* **Action item**
Look through the material beneath and copy each line with the word "WorkReport".

- Opening Delimiter -

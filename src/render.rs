use anyhow::Result;
use serde::Serialize;
use std::fmt::Write as _;

use crate::model::{AggregationSummary, Commit, EstimateSource, TaskReport, WorkReport};
use crate::narrative::Narrative;

const RULE: &str = "================================================================================";
const THIN_RULE: &str = "--------------------------------------------------------------------------------";

#[derive(Clone, Copy, Debug, PartialEq, Eq, clap::ValueEnum, Serialize)]
#[serde(rename_all = "lowercase")]
pub enum ReportFormat {
    Text,
    Markdown,
    Json,
}

#[derive(Clone, Copy, Debug, PartialEq, Eq, clap::ValueEnum, Serialize)]
#[serde(rename_all = "lowercase")]
pub enum ReportKind {
    /// Every task with its commits
    Detailed,
    /// Headline metrics and breakdowns only
    Executive,
}

/// Read-only input shared by every renderer.
pub struct RenderContext<'a> {
    pub report: &'a WorkReport,
    pub narrative: &'a Narrative,
    /// Kept outside the summary so summaries stay reproducible.
    pub generated_at: &'a str,
    pub kind: ReportKind,
}

pub fn render(format: ReportFormat, ctx: &RenderContext) -> Result<String> {
    match format {
        ReportFormat::Text => Ok(render_text(ctx)),
        ReportFormat::Markdown => Ok(render_markdown(ctx)),
        ReportFormat::Json => render_json(ctx),
    }
}

#[derive(Serialize)]
struct JsonEnvelope<'a> {
    generated_at: &'a str,
    report_type: ReportKind,
    narrative: &'a Narrative,
    summary: &'a AggregationSummary,
    #[serde(skip_serializing_if = "Option::is_none")]
    tasks: Option<&'a [TaskReport]>,
}

pub fn render_json(ctx: &RenderContext) -> Result<String> {
    let env = JsonEnvelope {
        generated_at: ctx.generated_at,
        report_type: ctx.kind,
        narrative: ctx.narrative,
        summary: &ctx.report.summary,
        tasks: match ctx.kind {
            ReportKind::Detailed => Some(ctx.report.tasks.as_slice()),
            ReportKind::Executive => None,
        },
    };
    let mut s = serde_json::to_string_pretty(&env)?;
    s.push('\n');
    Ok(s)
}

/// `YYYY-MM-DD HH:MM` in the report zone.
fn commit_stamp(c: &Commit) -> String {
    if c.authored_local.len() >= 16 {
        c.authored_local[..16].replacen('T', " ", 1)
    } else {
        c.date.to_string()
    }
}

pub fn commit_line(c: &Commit) -> String {
    format!("{}: {} ({}) [{}]", c.short_sha, c.subject, commit_stamp(c), c.repository)
}

fn plural(n: usize, one: &str, many: &str) -> String {
    format!("{} {}", n, if n == 1 { one } else { many })
}

fn estimate_note(t: &TaskReport) -> String {
    let mut note = format!("{:.2}h ({})", t.estimate.hours(), t.estimate.source.label());
    if t.estimate.floor_applied {
        note.push_str(", policy minimum applied");
    }
    note
}

fn methodology_lines(s: &AggregationSummary) -> Vec<String> {
    let mut lines: Vec<String> = s
        .estimate_sources
        .iter()
        .filter(|(_, n)| **n > 0)
        .map(|(src, n)| format!("{}: {}", src.label(), plural(*n, "task", "tasks")))
        .collect();
    if s.estimate_sources.get(&EstimateSource::CommitActivity).copied().unwrap_or(0) > 0 {
        lines.push(
            "Commit-activity estimates apply a 2.5x lifecycle multiplier for planning, review, testing and deployment, \
             and never fall below a per-task-type policy minimum (2-8h)."
                .into(),
        );
    }
    lines
}

fn degradation_lines(s: &AggregationSummary) -> Vec<String> {
    s.degradations
        .iter()
        .map(|d| match d.scope {
            crate::model::DegradationScope::Repository => format!("repository {}: {}", d.subject, d.message),
            crate::model::DegradationScope::Summary => d.message.clone(),
        })
        .collect()
}

// --- Plain text ---

pub fn render_text(ctx: &RenderContext) -> String {
    let s = &ctx.report.summary;
    let mut out = String::new();

    let title = match ctx.kind {
        ReportKind::Detailed => "WORK REPORT",
        ReportKind::Executive => "EXECUTIVE WORK SUMMARY",
    };
    let _ = writeln!(out, "{}: {}", title, s.assignee);
    let _ = writeln!(
        out,
        "Period: {} to {} ({}, {})",
        s.window.start,
        s.window.end,
        plural(s.window.calendar_days as usize, "day", "days"),
        plural(s.window.working_days as usize, "working day", "working days")
    );
    let _ = writeln!(out, "Generated: {}", ctx.generated_at);
    let _ = writeln!(out);

    let _ = writeln!(out, "SUMMARY");
    let _ = writeln!(out, "{}", ctx.narrative.text);
    let _ = writeln!(out);

    let _ = writeln!(out, "KEY METRICS");
    let _ = writeln!(out, "  Total estimated time: {:.2}h", s.totals.hours);
    let _ = writeln!(out, "  Tasks: {} ({} completed, {:.1}% completion)", s.totals.tasks, s.totals.completed_tasks, s.totals.completion_rate);
    let _ = writeln!(out, "  Average per working day: {:.2}h", s.totals.average_hours_per_working_day);
    let _ = writeln!(
        out,
        "  Commits: {} ({} linked to tasks, {} unlinked)",
        s.totals.commits, s.totals.linked_commits, s.totals.unlinked_commits
    );
    let _ = writeln!(out);

    if ctx.kind == ReportKind::Detailed {
        let _ = writeln!(out, "TASKS");
        let _ = writeln!(out, "{}", RULE);
        if ctx.report.tasks.is_empty() {
            let _ = writeln!(out, "No tasks found for this period.");
        }
        for t in &ctx.report.tasks {
            let _ = writeln!(out, "{}: {}", t.task.id, t.task.summary);
            let _ = writeln!(
                out,
                "  Type: {} | Priority: {} | Category: {}",
                t.task.issue_type.as_deref().unwrap_or(t.estimate.task_type.label()),
                t.task.priority.label(),
                t.category.label()
            );
            if let Some(sprint) = &t.task.sprint {
                let _ = writeln!(out, "  Sprint: {}", sprint);
            }
            let _ = writeln!(out, "  Estimated time: {}", estimate_note(t));
            if t.commits.is_empty() {
                let _ = writeln!(out, "  No commits found for this task.");
            } else {
                let _ = writeln!(out, "  Commits:");
                for c in &t.commits {
                    let _ = writeln!(out, "    {}", commit_line(c));
                }
            }
            let _ = writeln!(out, "{}", THIN_RULE);
        }
        let _ = writeln!(
            out,
            "Total estimated time: {:.2}h across {}",
            s.totals.hours,
            plural(s.totals.tasks, "task", "tasks")
        );
        let _ = writeln!(out);
    }

    let _ = writeln!(out, "REPOSITORIES");
    if s.repositories.is_empty() {
        let _ = writeln!(out, "  (none)");
    }
    for (name, r) in &s.repositories {
        match &r.degraded {
            Some(reason) => {
                let _ = writeln!(out, "  {}: DEGRADED, 0 commits ({})", name, reason);
            }
            None => {
                let _ = writeln!(
                    out,
                    "  {}: {} ({} linked, {} unlinked), {}, {:.2}h, {:.1}% of commits",
                    name,
                    plural(r.commits, "commit", "commits"),
                    r.linked_commits,
                    r.unlinked_commits,
                    plural(r.tasks, "task", "tasks"),
                    r.hours,
                    r.percentage
                );
            }
        }
    }
    let _ = writeln!(out);

    let _ = writeln!(out, "CATEGORIES");
    for c in s.categories.iter().filter(|c| c.tasks > 0) {
        let _ = writeln!(out, "  {}: {}, {:.2}h ({:.1}%)", c.label, plural(c.tasks, "task", "tasks"), c.hours, c.percentage);
    }
    let _ = writeln!(out);

    let _ = writeln!(out, "WEEKLY");
    for w in &s.weekly {
        let _ = writeln!(out, "  {} ({}): {} completed, {:.2}h", w.week, w.week_start, w.completed_tasks, w.hours);
    }

    if !s.sprints.is_empty() {
        let _ = writeln!(out);
        let _ = writeln!(out, "SPRINTS");
        for sp in &s.sprints {
            let _ = writeln!(out, "  {}: {} ({} completed), {:.2}h", sp.sprint, plural(sp.tasks, "task", "tasks"), sp.completed_tasks, sp.hours);
        }
    }

    let method = methodology_lines(s);
    if !method.is_empty() {
        let _ = writeln!(out);
        let _ = writeln!(out, "ESTIMATION METHOD");
        for line in method {
            let _ = writeln!(out, "  {}", line);
        }
    }

    let notices = degradation_lines(s);
    if !notices.is_empty() {
        let _ = writeln!(out);
        let _ = writeln!(out, "NOTICES");
        for n in notices {
            let _ = writeln!(out, "  {}", n);
        }
    }

    out
}

// --- Markdown ---

fn md_escape(s: &str) -> String {
    s.replace('|', "\\|")
}

pub fn render_markdown(ctx: &RenderContext) -> String {
    let s = &ctx.report.summary;
    let mut out = String::new();

    let title = match ctx.kind {
        ReportKind::Detailed => "Work Report",
        ReportKind::Executive => "Executive Work Summary",
    };
    let _ = writeln!(out, "# {}: {}", title, s.assignee);
    let _ = writeln!(out);
    let _ = writeln!(
        out,
        "**Period:** {} to {} ({} working days)  ",
        s.window.start, s.window.end, s.window.working_days
    );
    let _ = writeln!(out, "**Generated:** {}", ctx.generated_at);
    let _ = writeln!(out);

    let _ = writeln!(out, "## Summary");
    let _ = writeln!(out);
    let _ = writeln!(out, "{}", ctx.narrative.text);
    let _ = writeln!(out);

    let _ = writeln!(out, "## Key Metrics");
    let _ = writeln!(out);
    let _ = writeln!(out, "| Metric | Value |");
    let _ = writeln!(out, "|---|---|");
    let _ = writeln!(out, "| Total estimated time | {:.2}h |", s.totals.hours);
    let _ = writeln!(out, "| Tasks | {} |", s.totals.tasks);
    let _ = writeln!(out, "| Completed | {} ({:.1}%) |", s.totals.completed_tasks, s.totals.completion_rate);
    let _ = writeln!(out, "| Average per working day | {:.2}h |", s.totals.average_hours_per_working_day);
    let _ = writeln!(out, "| Commits | {} ({} linked) |", s.totals.commits, s.totals.linked_commits);
    let _ = writeln!(out);

    let _ = writeln!(out, "## Business Impact");
    let _ = writeln!(out);
    let _ = writeln!(out, "| Category | Tasks | Hours | Share |");
    let _ = writeln!(out, "|---|---:|---:|---:|");
    for c in s.categories.iter().filter(|c| c.tasks > 0) {
        let _ = writeln!(out, "| {} | {} | {:.2} | {:.1}% |", c.label, c.tasks, c.hours, c.percentage);
    }
    let _ = writeln!(out);

    let _ = writeln!(out, "## Repositories");
    let _ = writeln!(out);
    let _ = writeln!(out, "| Repository | Commits | Linked | Tasks | Hours | Share | Status |");
    let _ = writeln!(out, "|---|---:|---:|---:|---:|---:|---|");
    for (name, r) in &s.repositories {
        let status = match &r.degraded {
            Some(reason) => format!("degraded: {}", md_escape(reason)),
            None => "ok".into(),
        };
        let _ = writeln!(
            out,
            "| {} | {} | {} | {} | {:.2} | {:.1}% | {} |",
            md_escape(name),
            r.commits,
            r.linked_commits,
            r.tasks,
            r.hours,
            r.percentage,
            status
        );
    }
    let _ = writeln!(out);

    let _ = writeln!(out, "## Weekly Progress");
    let _ = writeln!(out);
    let _ = writeln!(out, "| Week | Starting | Completed | Hours |");
    let _ = writeln!(out, "|---|---|---:|---:|");
    for w in &s.weekly {
        let _ = writeln!(out, "| {} | {} | {} | {:.2} |", w.week, w.week_start, w.completed_tasks, w.hours);
    }
    let _ = writeln!(out);

    if ctx.kind == ReportKind::Detailed {
        let _ = writeln!(out, "## Tasks");
        let _ = writeln!(out);
        for t in &ctx.report.tasks {
            let _ = writeln!(out, "### {}: {}", t.task.id, t.task.summary);
            let _ = writeln!(out);
            let _ = writeln!(
                out,
                "- **Priority:** {} | **Category:** {} | **Estimate:** {}",
                t.task.priority.label(),
                t.category.label(),
                estimate_note(t)
            );
            if t.commits.is_empty() {
                let _ = writeln!(out, "- No commits found for this task.");
            } else {
                for c in &t.commits {
                    let _ = writeln!(out, "- `{}`", commit_line(c));
                }
            }
            let _ = writeln!(out);
        }
    }

    let method = methodology_lines(s);
    if !method.is_empty() {
        let _ = writeln!(out, "## Estimation Method");
        let _ = writeln!(out);
        for line in method {
            let _ = writeln!(out, "- {}", line);
        }
        let _ = writeln!(out);
    }

    let notices = degradation_lines(s);
    if !notices.is_empty() {
        let _ = writeln!(out, "## Notices");
        let _ = writeln!(out);
        for n in notices {
            let _ = writeln!(out, "- {}", n);
        }
        let _ = writeln!(out);
    }

    out
}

- Closing Delimiter -

* **Answer to this exercise**
use crate::model::{AggregationSummary, Commit, EstimateSource, TaskReport, WorkReport};
    pub report: &'a WorkReport,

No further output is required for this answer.